During the show, Jen takes Tim to doctors and finds out that he is overworked and depressed. She tries to get him more relaxed and decides to take on some of his responsibilities. She also gets him a dog she names "Gay Dog" which she claims is "the first ever gay dog." Jen wants him to become best friends with the Gay Dog and to teach him how to skate. Later on, Tim reveals to his fans on his website that he is straight and has a girlfriend with whom he has been having a secret relationship for several months. In a fit of anger Jen runs away from home leaving a note behind which threatens that she will kill herself and Gay Dog if Tim doesn't reclaim he is gay. Jen is later dumped as Tim's manager and is replaced by Bruce (Billy Loh). They all move back to Santa Barbara and live in separate houses.  Tim gets his own home near the beach and buys a single-family residence for Jen, his father, and his two younger siblings.  Jen does not enjoy the suburban lifestyle and hates being a stay-at-home mom. Not accepting defeat, Jen begins training her second son, Luke, to become the next golfing superstar.

Gran 
Ruth Sims, commonly referred to as "Gran," is Daniel and Nathan's 65-year-old grandmother who works as a prison officer at the Sydney Garingal Juvenile Justice Centre for teenage boys, where she has been employed for 25 years.
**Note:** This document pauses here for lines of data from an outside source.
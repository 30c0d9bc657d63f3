//! Product customizations.
//!
//! A [`Customization`] is the value a shopper put into one customizable area:
//! some text, a color, or an image URL. Customizations travel as a
//! [`CustomizationSet`], which is always held in canonical form (sorted by
//! area, blank values removed) so that two sets describing the same
//! personalization compare equal no matter what order they were submitted in.

use std::collections::HashSet;

use serde::{Deserialize, Serialize};
use url::Url;

use super::id::AreaId;

/// Maximum length of a text customization, in characters.
pub const MAX_TEXT_LENGTH: usize = 200;

/// The kind of input a customizable area accepts.
#[derive(Debug, Clone, Copy, PartialEq, Eq, Hash, Serialize, Deserialize)]
#[cfg_attr(feature = "postgres", derive(sqlx::Type))]
#[cfg_attr(
    feature = "postgres",
    sqlx(type_name = "customization_kind", rename_all = "UPPERCASE")
)]
#[serde(rename_all = "UPPERCASE")]
pub enum CustomizationKind {
    Text,
    Image,
    Color,
}

impl std::fmt::Display for CustomizationKind {
    fn fmt(&self, f: &mut std::fmt::Formatter<'_>) -> std::fmt::Result {
        match self {
            Self::Text => write!(f, "TEXT"),
            Self::Image => write!(f, "IMAGE"),
            Self::Color => write!(f, "COLOR"),
        }
    }
}

/// Errors raised while validating customizations.
#[derive(thiserror::Error, Debug, Clone, PartialEq, Eq)]
pub enum CustomizationError {
    /// The same area was customized more than once.
    #[error("area {area_id} is customized more than once")]
    DuplicateArea { area_id: AreaId },

    /// The area does not belong to the product.
    #[error("area {area_id} does not exist on this product")]
    UnknownArea { area_id: AreaId },

    /// The customization kind does not match the area kind.
    #[error("area {area_id} expects a {expected} customization, got {found}")]
    KindMismatch {
        area_id: AreaId,
        expected: CustomizationKind,
        found: CustomizationKind,
    },

    /// Color values must be `#RGB` or `#RRGGBB`.
    #[error("invalid color value: {0}")]
    InvalidColor(String),

    /// Image values must be an http(s) URL or a site-relative path.
    #[error("invalid image reference: {0}")]
    InvalidImage(String),

    /// Text is longer than [`MAX_TEXT_LENGTH`].
    #[error("text customization must be at most {max} characters")]
    TextTooLong { max: usize },
}

/// A single customization, tagged by kind.
///
/// Wire format: `{"type": "TEXT", "areaId": "...", "value": "Hi"}`.
#[derive(Debug, Clone, PartialEq, Eq, Hash, Serialize, Deserialize)]
#[serde(tag = "type", rename_all = "UPPERCASE", rename_all_fields = "camelCase")]
pub enum Customization {
    Text { area_id: AreaId, value: String },
    Color { area_id: AreaId, value: String },
    Image { area_id: AreaId, value: String },
}

impl Customization {
    /// The area this customization fills in.
    #[must_use]
    pub const fn area_id(&self) -> AreaId {
        match self {
            Self::Text { area_id, .. } | Self::Color { area_id, .. } | Self::Image { area_id, .. } => {
                *area_id
            }
        }
    }

    /// The kind of this customization.
    #[must_use]
    pub const fn kind(&self) -> CustomizationKind {
        match self {
            Self::Text { .. } => CustomizationKind::Text,
            Self::Color { .. } => CustomizationKind::Color,
            Self::Image { .. } => CustomizationKind::Image,
        }
    }

    /// The raw value.
    #[must_use]
    pub fn value(&self) -> &str {
        match self {
            Self::Text { value, .. } | Self::Color { value, .. } | Self::Image { value, .. } => {
                value
            }
        }
    }

    /// Whether the shopper left this area empty.
    #[must_use]
    pub fn is_blank(&self) -> bool {
        self.value().trim().is_empty()
    }

    /// Check the value against the rules for its kind.
    ///
    /// Blank values are always accepted; they contribute nothing.
    ///
    /// # Errors
    ///
    /// Returns the matching `CustomizationError` for a malformed color, image
    /// reference, or overlong text.
    pub fn validate_value(&self) -> Result<(), CustomizationError> {
        if self.is_blank() {
            return Ok(());
        }
        match self {
            Self::Text { value, .. } => {
                if value.chars().count() > MAX_TEXT_LENGTH {
                    return Err(CustomizationError::TextTooLong {
                        max: MAX_TEXT_LENGTH,
                    });
                }
            }
            Self::Color { value, .. } => {
                if !is_hex_color(value) {
                    return Err(CustomizationError::InvalidColor(value.clone()));
                }
            }
            Self::Image { value, .. } => {
                if !is_image_reference(value) {
                    return Err(CustomizationError::InvalidImage(value.clone()));
                }
            }
        }
        Ok(())
    }
}

fn is_hex_color(value: &str) -> bool {
    value.strip_prefix('#').is_some_and(|hex| {
        matches!(hex.len(), 3 | 6) && hex.chars().all(|c| c.is_ascii_hexdigit())
    })
}

fn is_image_reference(value: &str) -> bool {
    if value.starts_with('/') && !value.starts_with("//") {
        return !value.chars().any(char::is_whitespace);
    }
    Url::parse(value).is_ok_and(|url| matches!(url.scheme(), "http" | "https"))
}

/// A canonical set of customizations.
///
/// Construction validates every value, rejects an area appearing twice,
/// drops blank entries and sorts by area ID. Equality is therefore
/// order-independent.
#[derive(Debug, Clone, Default, PartialEq, Eq, Hash, Serialize, Deserialize)]
#[serde(try_from = "Vec<Customization>", into = "Vec<Customization>")]
pub struct CustomizationSet(Vec<Customization>);

impl CustomizationSet {
    /// An empty set (plain, un-customized product).
    #[must_use]
    pub const fn empty() -> Self {
        Self(Vec::new())
    }

    /// Build a canonical set.
    ///
    /// Blank entries are dropped first, so a blank and a filled-in value for
    /// the same area keep the filled-in one.
    ///
    /// # Errors
    ///
    /// Returns `CustomizationError::DuplicateArea` if an area has more than
    /// one non-blank value, or a value error from
    /// [`Customization::validate_value`].
    pub fn new(customizations: Vec<Customization>) -> Result<Self, CustomizationError> {
        let mut kept: Vec<Customization> = customizations
            .into_iter()
            .filter(|c| !c.is_blank())
            .collect();

        let mut seen = HashSet::with_capacity(kept.len());
        for customization in &kept {
            if !seen.insert(customization.area_id()) {
                return Err(CustomizationError::DuplicateArea {
                    area_id: customization.area_id(),
                });
            }
            customization.validate_value()?;
        }

        kept.sort_by_key(Customization::area_id);
        Ok(Self(kept))
    }

    /// Stable string form used as a uniqueness key in storage.
    ///
    /// Two sets produce the same key if and only if they are equal.
    #[must_use]
    pub fn canonical_key(&self) -> String {
        // Serializing a Vec of plain enums with string fields cannot fail.
        serde_json::to_string(&self.0).unwrap_or_default()
    }

    /// Iterate over the customizations in canonical order.
    pub fn iter(&self) -> std::slice::Iter<'_, Customization> {
        self.0.iter()
    }

    /// Number of non-blank customizations.
    #[must_use]
    pub fn len(&self) -> usize {
        self.0.len()
    }

    /// Whether nothing was customized.
    #[must_use]
    pub fn is_empty(&self) -> bool {
        self.0.is_empty()
    }

    /// Consume into the canonical list.
    #[must_use]
    pub fn into_inner(self) -> Vec<Customization> {
        self.0
    }
}

impl TryFrom<Vec<Customization>> for CustomizationSet {
    type Error = CustomizationError;

    fn try_from(customizations: Vec<Customization>) -> Result<Self, Self::Error> {
        Self::new(customizations)
    }
}

impl From<CustomizationSet> for Vec<Customization> {
    fn from(set: CustomizationSet) -> Self {
        set.0
    }
}

impl<'a> IntoIterator for &'a CustomizationSet {
    type Item = &'a Customization;
    type IntoIter = std::slice::Iter<'a, Customization>;

    fn into_iter(self) -> Self::IntoIter {
        self.0.iter()
    }
}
She lives in a house on the premises with her co-worker Penny (Alison Roy). Gran describes herself as being "tough" and likes to think she is a mother figure for the inmates. She demonstrates her feelings of love and care in myriad ways, for example through insults and swearing in a manner similar to that of a drill sergeant.  She does, however, care deeply for the boys and serves as a confidant. Gran also looks after 23 guinea pigs; Pauline, Patch, Lucy, Henry, Fudge, Narelle, Jaffles, Kerry Anne, Ken, Ruffles, Princess Mary, Courtney, Keith, Pia and the Babies, Trizzy, Joyce, Darrel, Sonia, Ratty, Bok Choy and Parsley. Her favorite is named after the television presenter Kerri-Anne.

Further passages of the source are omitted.